The Danger of Getting Too Much Exercise After Stroke

The Danger of Getting Too Much Exercise After Stroke

If you were concerned about not exercising enough after reading 7 Awful Things That Happen When You Skip Exercise After Stroke, don’t be alarmed.

As long as you’re moving every day, then you’re doing great.

In fact, you actually don’t want to push yourself too hard, as that can also have negative effects. (You might end up like the guy above…)

To get the best results, you need to find the sweet spot between too much and too little and exercise “just enough.”

This article will help you find that balance.

How Much Exercise After Stroke Is Enough?
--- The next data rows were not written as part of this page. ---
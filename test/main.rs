// SPDX-FileCopyrightText: 2025 Jason Pena <jasonpena@awkless.com>
// SPDX-License-Identifier: MIT


use anyhow::Result;
use std::{
    fs::{create_dir_all, read_to_string, write},
    path::{Path, PathBuf},
};

pub(crate) struct CustomFixture {
    path: PathBuf,
}

impl CustomFixture {
    pub(crate) fn new(path: impl AsRef<Path>, contents: impl AsRef<str>) -> Result<Self> {
        let path = path.as_ref().to_path_buf();

        // INVARIANT: Always provide parent directories for nested fixtures.
        if let Some(parent) = path.parent().filter(|parent| !parent.as_os_str().is_empty()) {
            create_dir_all(parent)?;
        }
        write(&path, contents.as_ref())?;

        Ok(Self { path })
    }

    pub(crate) fn absent(path: impl AsRef<Path>) -> Self {
        Self {
            path: path.as_ref().to_path_buf(),
        }
    }

    pub(crate) fn path(&self) -> &Path {
        self.path.as_path()
    }

    pub(crate) fn contents(&self) -> Result<String> {
        Ok(read_to_string(&self.path)?)
    }
}
// SPDX-FileCopyrightText: 2025 Jason Pena <jasonpena@awkless.com>
// SPDX-License-Identifier: MIT

//! Install schema entries into RIME user configuration.
//!
//! RIME keeps the list of active input schemas in `default.custom.yaml`
//! under `patch:` → `schema_list:`. Shipping a new schema set means adding
//! a few entries to that list on the user's machine, while leaving every
//! other setting they have alone.
//!
//! # Overview
//!
//! - [`patch`]: line-oriented heuristic that inserts a block into the schema
//!   list, or appends a fresh section when there is none.
//! - [`document`]: splits text into lines and puts it back together with the
//!   same line endings.
//! - [`config`]: patch profile describing the target file and the block.
//! - [`path`]: locates the RIME user directory of the installed frontend.
//! - [`custom`]: reads, patches, and writes back a custom file.

pub mod config;
pub mod custom;
pub mod document;
pub mod patch;
pub mod path;

pub use config::PatchProfile;
pub use custom::{ApplyMode, CustomConfig, Outcome};
pub use patch::{IndentPatcher, InsertionBlock, PatchRequest, Patched, Patcher};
Since every stroke is different, every recovery will be different. Therefore, every stroke survivor will need a different amount of exercise.

So it’s hard to say how much you in particular should be exercising – but we’ll do our best.

Here’s a quick rule of thumb:

Move a little every day – even passive exercise or stretching counts. And if you can move strategically, that’s even better.

Here’s what we mean by “strategic:”

Developing a Strategy

Developing a strategy is simple.

If you’re trying to improve movement after stroke, then you need to practice physical therapy stroke rehab exercises repetitively.

The more you repeat each exercise, the better you will get at making that movement. That’s how neuroplasticity works.

Massed practice helps rewire your brain.

So pick a muscle group that you want to improve, like your legs, and develop a regimen with several therapeutic leg exercise.

The more you repeat each exercise, the more your leg mobility will improve.

How Much Is Too Much?

As you start to see improvement from your daily exercise, you might get really excited.

But this excitement might cause you to get carried away, or you might fall into perfectionist tendencies.

You might get so excited by your progress that you start ramping up your regimen aggressively.

Perhaps you go from exercising 15 minutes every day to exercising for 2 hours a day.

(Read this post if you’re confused about exercising one muscle group vs. your full-body.)

Is that too much?

There are two answers for this:

YES, it’s too much if you feel exhausted after, and you feel fatigued the next day. If your rigor actually sabotages your results, then you’re exercising too much.

But what if you feel okay? Then…

NO, it’s not too much if you only feel a productive sense of tiredness after and it does not result in fatigue the next day.

As you can see, stroke recovery requires listening to your body.

Listening to Your Body

Everyone is an expert on their own body (because you lived in it your entire life, after all).

When you listen to your body, you will know when you’re exercising too much.

Symptoms like fatigue, spasms, and irritability are typical signs that you’re simply exercising too much.

If you feel any of those symptoms, just back off your regimen and scale things back down for a while.

Remind yourself to be patient, and take a nice long nap.

Play the Long Game

These days it seems like fast results are highly valued and chased. The faster, the better.

And while fast results are great and definitely achievable, you need to stay focused on the long game, not short-term results.

For example, if you exercise daily for 2 hours a day – and this doesn’t lead to fatigue, but it DOES burn you out – then you’ll lose steam after a few weeks.

And while you achieved some results in the short-term, you won’t see any long-term results because you burned yourself out.

Slow and Steady

On the other hand, if you exercise daily for just 15 minutes a day – but you keep this up for 3 months – then your movement will massively improve AND you’ll have the energy and motivation to keep going.

As you see your results gaining momentum, you have the motivation to stick to your trusty 15 minute regimen day in and day out.

Then, after 6 months of daily exercise, you will have results that surpass most people who have been recovering for years.

The slow, steady route is highly rewarded during stroke recovery.

And, in the long-term, actually produces faster results.

Exercising Just Enough

So there you have it.

If you want to improve movement after stroke while avoiding negative side effects, then keep things simple, listen to your body, and move strategically every day.

Trust yourself and listen to your body. When you feel like you’re over-exercising, you probably are; in which case you should just take a nap and scale things back for a while.

Play the long-game so that you can avoid burnout and see seriously amazing results in the long-term.

Be patient and put in your reps. Trust that the results will come.